The ASUO held a forum Tuesday night to discuss several restructuring proposals currently on the table concerning funding for both the University and the Oregon public higher education system as a whole.
It is widely anticipated that the University and the six other members of the Oregon University System will be facing budget and endowment shortfalls within the 2010-11 academic year. University President Richard Lariviere attended the forum to speak for about a half an hour.
The meeting was intended to be a showcase of budget restructuring proposals, but not to necessarily promote advocacy, ASUO Legislative Affairs Coordinator Ben Eckstein said.
“What we want to do here is inform students. The ASUO hasn’t taken a stance, and we don’t want to make a decision on this, but just to provide information,” Eckstein said.
There are currently multiple proposals for restructuring the Oregon University System, but Tuesday’s meeting gave special attention to University President Richard Lariviere’s “white paper” proposal. Lariviere outlined his concept for providing adequate funding for the University specifically and not necessarily the entire Oregon University system.
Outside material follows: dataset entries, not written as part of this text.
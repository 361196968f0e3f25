//! Concatenate each rank's `A_r || B_r` into one vector, all-gather those,
//! then reconstruct every outer product locally. One collective call
//! replaces the two-buffer-gather-then-zip the naive split version would
//! need.

use dsop_core::{Comm, DsopError, Matrix, ProcessContext, Vector};
use dsop_timing::MpiTimer;

use crate::Schedule;

pub struct Allgather;

impl Schedule for Allgather {
    fn name(&self) -> &'static str {
        "allgather"
    }

    fn compute(
        &self,
        comm: &dyn Comm,
        ctx: &ProcessContext,
        a_all: &[Vector],
        b_all: &[Vector],
        result: &mut Matrix,
        timer: &mut MpiTimer,
    ) -> Result<(), DsopError> {
        let n = ctx.n;
        let m = ctx.m;
        let stride = n + m;

        let mut send = Vec::with_capacity(stride);
        send.extend_from_slice(&a_all[ctx.rank as usize]);
        send.extend_from_slice(&b_all[ctx.rank as usize]);

        let mut recv = vec![0.0; stride * ctx.num_procs as usize];
        timer.time(|| {
            comm.allgather_into(&send, &mut recv);
        });

        for k in 0..ctx.num_procs as usize {
            let chunk = &recv[k * stride..(k + 1) * stride];
            result.add_outer(&chunk[..n], &chunk[n..]);
        }
        Ok(())
    }
}

#[cfg(test)]
mod tests {
    use super::*;
    use dsop_core::ThreadComm;
    use std::thread;

    #[test]
    fn matches_oracle_on_three_ranks() {
        let a_all: Vec<Vector> = vec![vec![1.0, 2.0], vec![3.0, 4.0], vec![5.0, 6.0]];
        let b_all: Vec<Vector> = vec![vec![1.0], vec![2.0], vec![3.0]];
        let mut expected = Matrix::zeros(2, 1);
        dsop_oracle::compute(&a_all, &b_all, &mut expected);

        let comms = ThreadComm::new_group(3);
        let handles: Vec<_> = comms
            .into_iter()
            .enumerate()
            .map(|(rank, comm)| {
                let a_all = a_all.clone();
                let b_all = b_all.clone();
                let expected = expected.clone();
                thread::spawn(move || {
                    let ctx = ProcessContext::new(rank as i32, 3, 2, 1);
                    let mut result = Matrix::zeros(2, 1);
                    let mut timer = MpiTimer::new();
                    Allgather.compute(&comm, &ctx, &a_all, &b_all, &mut result, &mut timer).unwrap();
                    assert_eq!(result, expected);
                })
            })
            .collect();
        for h in handles {
            h.join().unwrap();
        }
    }
}
//! Transport facade: an object-safe, f64-buffer-specialized view of the
//! point-to-point and collective primitives a schedule needs.
//!
//! `mpi`'s own `Communicator` trait has generic methods and so cannot be
//! used as a trait object, which the harness needs in order to pick a
//! schedule by name and hand it a single concrete transport type. `Comm`
//! is that object-safe seam. `MpiComm` binds it to the real `mpi` crate;
//! `ThreadComm` binds it to an in-process, multi-threaded stand-in so the
//! whole schedule library can be correctness-tested without `mpiexec`.

mod mpi_comm;
mod thread_comm;

pub use mpi_comm::MpiComm;
pub use thread_comm::ThreadComm;

/// A non-blocking send in flight. The buffer is owned by the request, not
/// borrowed, so there is no lifetime to thread through a trait object.
/// Dropping one of these without calling `wait` is a bug: implementations
/// panic on drop in that case (relied on directly for `MpiComm`, whose
/// underlying `mpi::request::Request` already enforces it).
pub trait PendingSend: Send {
    fn wait(self: Box<Self>);
}

/// A non-blocking receive in flight; `wait` hands back the received buffer.
pub trait PendingRecv: Send {
    /// Non-blocking completion check, used by the default `wait_any_recv`.
    fn is_ready(&self) -> bool;
    fn wait(self: Box<Self>) -> Vec<f64>;
}

/// Transport primitives every schedule is written against.
pub trait Comm: Send + Sync {
    fn rank(&self) -> i32;
    fn size(&self) -> i32;
    fn wtime(&self) -> f64;
    fn barrier(&self);

    fn send(&self, dest: i32, tag: i32, buf: &[f64]);
    fn recv_into(&self, src: i32, tag: i32, buf: &mut [f64]);

    /// Default: post the send, then block on the receive. Sound here
    /// because each (src, dest, tag) triple gets its own FIFO queue in
    /// every backend; no rendezvous deadlock is possible between two ranks
    /// exchanging in opposite directions on distinct tags. `MpiComm`
    /// overrides this with a true paired `Sendrecv`.
    fn sendrecv_into(
        &self,
        dest: i32,
        send_tag: i32,
        send_buf: &[f64],
        src: i32,
        recv_tag: i32,
        recv_buf: &mut [f64],
    ) {
        self.send(dest, send_tag, send_buf);
        self.recv_into(src, recv_tag, recv_buf);
    }

    fn isend(&self, dest: i32, tag: i32, buf: Vec<f64>) -> Box<dyn PendingSend>;
    fn irecv(&self, src: i32, tag: i32, len: usize) -> Box<dyn PendingRecv>;

    /// Blocks until exactly one of `reqs` completes; returns its index and
    /// payload, leaving that slot `None`. Matches `MPI_Waitany`'s use of
    /// `MPI_REQUEST_NULL` for already-retired slots.
    ///
    /// Default implementation polls `is_ready` across the slice; `MpiComm`
    /// overrides this with the native blocking `Waitany`.
    fn wait_any_recv(&self, reqs: &mut [Option<Box<dyn PendingRecv>>]) -> (usize, Vec<f64>) {
        loop {
            for (i, slot) in reqs.iter().enumerate() {
                if slot.as_ref().is_some_and(|r| r.is_ready()) {
                    let payload = reqs[i].take().unwrap().wait();
                    return (i, payload);
                }
            }
            std::thread::yield_now();
        }
    }

    fn allreduce_sum_into(&self, send: &[f64], recv: &mut [f64]) {
        let n = send.len();
        assert_eq!(recv.len(), n);
        let mut gathered = vec![0.0; n * self.size() as usize];
        self.gather_to_root_into(0, send, &mut gathered);
        if self.rank() == 0 {
            recv.fill(0.0);
            for chunk in gathered.chunks(n) {
                for (s, c) in recv.iter_mut().zip(chunk) {
                    *s += c;
                }
            }
        }
        self.bcast_into(0, recv);
    }

    fn allgather_into(&self, send: &[f64], recv: &mut [f64]) {
        let n = send.len();
        let rank = self.rank();
        assert_eq!(recv.len(), n * self.size() as usize);
        recv[(rank as usize) * n..(rank as usize + 1) * n].copy_from_slice(send);
        for r in 0..self.size() {
            if r != rank {
                self.send(r, TAG_COLLECTIVE, send);
            }
        }
        for r in 0..self.size() {
            if r != rank {
                self.recv_into(r, TAG_COLLECTIVE, &mut recv[(r as usize) * n..(r as usize + 1) * n]);
            }
        }
    }

    fn scatter_from_root_into(&self, root: i32, send: &[f64], recv: &mut [f64]) {
        let n = recv.len();
        if self.rank() == root {
            for r in 0..self.size() {
                let slice = &send[(r as usize) * n..(r as usize + 1) * n];
                if r == root {
                    recv.copy_from_slice(slice);
                } else {
                    self.send(r, TAG_COLLECTIVE, slice);
                }
            }
        } else {
            self.recv_into(root, TAG_COLLECTIVE, recv);
        }
    }

    fn gather_to_root_into(&self, root: i32, send: &[f64], recv: &mut [f64]) {
        let n = send.len();
        if self.rank() == root {
            for r in 0..self.size() {
                let slot = &mut recv[(r as usize) * n..(r as usize + 1) * n];
                if r == root {
                    slot.copy_from_slice(send);
                } else {
                    self.recv_into(r, TAG_COLLECTIVE, slot);
                }
            }
        } else {
            self.send(root, TAG_COLLECTIVE, send);
        }
    }

    fn bcast_into(&self, root: i32, buf: &mut [f64]) {
        if self.rank() == root {
            for r in 0..self.size() {
                if r != root {
                    self.send(r, TAG_COLLECTIVE, buf);
                }
            }
        } else {
            self.recv_into(root, TAG_COLLECTIVE, buf);
        }
    }

    fn split(&self, color: i32) -> Box<dyn Comm>;
}

const TAG_COLLECTIVE: i32 = -1;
Other funding plans, including one pitched by Lariviere’s predecessor, David Frohnmayer, outline revisions for the current Oregon legislative budget for all seven of the state’s public universities. Meanwhile, Portland State University is the only other OUS university to pitch a similar independent budget proposal.
Lariviere’s proposal is multifaceted, but essentially instead of requesting a standard endowment from the Oregon State Legislature, the University would instead request a bond of $800 million that would be matched dollar for dollar with private funds collected by the University. This bond would be managed and monitored by a proposed 15-member board of directors. The proposed board would conceivably control tuition rates and would make the university’s budgeting and tuition rates nearly independent of state control.
“We talked amongst ourselves and we took input from other state universities to address the current reality and to come up with a plan that would address the reality of our situation, and the reality of the situation is that there is deep underfunding in the public higher education system,” Lariviere said.
Opponents to the Lariviere proposal feel that it may increase tuition too much for middle-income students and their families, and essentially privatize elements of a public university.
“The exorbitant amount that tuition is going to be raised by this is going to create a situation where the middle class will not be able to afford the tuition because it’s going to become a privatized setup,” University student Ryan McCarrel said.
Former ASUO President Emily McClain, now legislative director for the advocacy group Oregon Student Association, also gave a presentation highlighting proposals and systematic procedures for potential reform within the OUS.
The meeting took place in the EMU’s Walnut Room, and its attendees primarily consisted of outgoing and incoming ASUO executive and legislative members.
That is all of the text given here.